Covered Forest: Fine-grained generalization analysis of graph neural networks

TL;DR

This paper investigates the generalization capabilities of message-passing graph neural networks (MPNNs), analyzing how graph structure, aggregation functions, and loss functions influence their ability to make accurate predictions beyond training data.

Contribution

It extends graph similarity theory to evaluate factors affecting MPNNs' generalization, providing both theoretical insights and empirical validation.

Findings

Graph structure significantly impacts MPNNs' generalization.

Aggregation functions influence the predictive power of MPNNs.
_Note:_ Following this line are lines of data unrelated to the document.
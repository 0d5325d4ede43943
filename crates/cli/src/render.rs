//! Plain-text rendering of search results and agent state

use std::fmt::Write;
use wfo_search_core::{SearchAgentState, SearchPhase, SearchResult};

/// One line per result: position, display text, kind and score
///
/// With `detail` the core record follows each line as indented JSON.
pub fn render_results(results: &[SearchResult], detail: bool) -> String {
    if results.is_empty() {
        return "No results found.".to_string();
    }

    let mut out = String::new();
    for (i, result) in results.iter().enumerate() {
        let kind = result
            .kind()
            .map_or_else(|| "UNKNOWN".to_string(), |k| k.to_string());
        let _ = write!(out, "{:>3}. {}  [{kind}]", i + 1, result.display_text());
        if let Some(score) = result.score() {
            let _ = write!(out, "  score {score:.4}");
        }
        out.push('\n');

        if detail {
            let record = serde_json::to_string_pretty(result.core_record())
                .unwrap_or_else(|_| result.core_record().to_string());
            for line in record.lines() {
                let _ = writeln!(out, "       {line}");
            }
        }
    }
    out.truncate(out.trim_end().len());
    out
}

/// Parameters summary, progress and any results of an agent-driven search
///
/// `agent_name` is the name the search agent is registered under.
pub fn render_agent_state(agent_name: &str, state: &SearchAgentState) -> String {
    let mut out = format!("Agent: {agent_name}\n\n");
    match &state.parameters {
        Some(parameters) => {
            let _ = writeln!(out, "{parameters}");
        }
        None => out.push_str("No search parameters yet.\n"),
    }

    if state.session.is_thinking {
        out.push_str("Agent is thinking...\n");
    }

    match state.phase() {
        SearchPhase::Idle => out.push_str("\nStatus: waiting for the agent to start a search"),
        SearchPhase::Searching => out.push_str("\nStatus: searching..."),
        SearchPhase::Completed { result_count } => {
            let _ = writeln!(out, "\nStatus: {result_count} results\n");
            out.push_str(&render_results(&state.results, false));
        }
    }
    out
}

#[cfg(test)]
mod tests {
    use super::*;
    use pretty_assertions::assert_eq;
    use serde_json::json;

    #[test]
    fn test_render_empty_results() {
        assert_eq!(render_results(&[], true), "No results found.");
    }

    #[test]
    fn test_render_results_lines() {
        let results = vec![
            SearchResult::classify(json!({
                "subscription": {"description": "Formatics Fiber"},
                "score": 0.93127
            })),
            SearchResult::classify(json!({"processId": "p-1", "workflowName": "modify_note"})),
            SearchResult::classify(json!({"unexpected": 1})),
        ];

        let rendered = render_results(&results, false);
        assert_eq!(
            rendered,
            "  1. Formatics Fiber  [SUBSCRIPTION]  score 0.9313\n  \
             2. modify_note  [PROCESS]\n  \
             3. Unknown result type  [UNKNOWN]"
        );
    }

    #[test]
    fn test_render_results_detail_shows_core_record() {
        let results = vec![SearchResult::classify(json!({
            "subscription": {"description": "Formatics Fiber"},
            "score": 0.5
        }))];

        let rendered = render_results(&results, true);
        assert!(rendered.contains("\"description\": \"Formatics Fiber\""));
        assert!(!rendered.contains("\"score\""));
    }

    #[test]
    fn test_render_agent_state_phases() {
        let idle = SearchAgentState::from_value(&json!({}));
        let rendered = render_agent_state("query_agent", &idle);
        assert!(rendered.starts_with("Agent: query_agent\n\nNo search parameters yet."));
        assert!(rendered.ends_with("waiting for the agent to start a search"));

        let searching = SearchAgentState::from_value(&json!({
            "parameters": {
                "action": "select",
                "entity_type": "SUBSCRIPTION",
                "query": null,
                "filters": [{"path": "subscription.status", "condition": {"op": "eq", "value": "active"}}]
            },
            "results": []
        }));
        let rendered = render_agent_state("query_agent", &searching);
        assert!(rendered.contains("Entity Type: SUBSCRIPTION"));
        assert!(rendered.contains("  subscription > status eq active"));
        assert!(rendered.ends_with("Status: searching..."));

        let mut completed = searching.clone();
        completed.results = vec![SearchResult::classify(
            json!({"productId": "x", "productType": "FW", "name": "Firewall"}),
        )];
        let rendered = render_agent_state("query_agent", &completed);
        assert!(rendered.contains("Status: 1 results"));
        assert!(rendered.ends_with("Firewall  [PRODUCT]"));
    }

    #[test]
    fn test_render_agent_state_names_configured_agent() {
        let state = SearchAgentState::from_value(&json!({"is_thinking": true}));
        let rendered = render_agent_state("staging_agent", &state);
        assert!(rendered.starts_with("Agent: staging_agent\n"));
        assert!(rendered.contains("Agent is thinking..."));
    }
}
//! Error types for the search client

use std::fmt;

/// Errors that can occur while talking to the search backend
#[derive(Debug)]
pub enum ClientError {
    /// Client could not be built from its configuration
    ConfigError(String),

    /// The request never produced a response
    TransportError { kind: &'static str, message: String },

    /// The backend answered with a non-success status
    StatusError { status: u16, body: String },

    /// The response body was not a result page
    DecodeError(String),
}

impl ClientError {
    /// Classify a reqwest failure for logging
    pub(crate) fn from_reqwest(e: &reqwest::Error) -> Self {
        let kind = if e.is_timeout() {
            "timeout"
        } else if e.is_connect() {
            "connection"
        } else if e.is_request() {
            "request build"
        } else if e.is_body() {
            "body"
        } else {
            "unknown"
        };
        Self::TransportError {
            kind,
            message: e.to_string(),
        }
    }
}

impl fmt::Display for ClientError {
    fn fmt(&self, f: &mut fmt::Formatter<'_>) -> fmt::Result {
        match self {
            Self::ConfigError(msg) => write!(f, "Configuration error: {msg}"),
            Self::TransportError { kind, message } => {
                write!(f, "Search request failed ({kind}): {message}")
            }
            Self::StatusError { status, body } => {
                write!(f, "Search failed with status: {status}: {body}")
            }
            Self::DecodeError(msg) => write!(f, "Failed to decode search response: {msg}"),
        }
    }
}

impl std::error::Error for ClientError {}

impl From<ClientError> for wfo_search_core::Error {
    fn from(err: ClientError) -> Self {
        match err {
            ClientError::ConfigError(msg) => wfo_search_core::Error::config(msg),
            ClientError::StatusError { status, .. } => wfo_search_core::Error::status(status),
            other => wfo_search_core::Error::transport(other.to_string()),
        }
    }
}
Loss functions shape the learning and generalization behavior.

Abstract

The expressive power of message-passing graph neural networks (MPNNs) is reasonably well understood, primarily through combinatorial techniques from graph isomorphism testing. However, MPNNs' generalization abilities -- making meaningful predictions beyond the training set -- remain less explored. Current generalization analyses often overlook graph structure, limit the focus to specific aggregation functions, and assume the impractical, hard-to-optimize $0$-$1$ loss function. Here, we extend recent advances in graph similarity theory to assess the influence of graph structure, aggregation, and loss functions on MPNNs' generalization abilities. Our empirical study supports our theoretical insights, improving our understanding of MPNNs' generalization properties.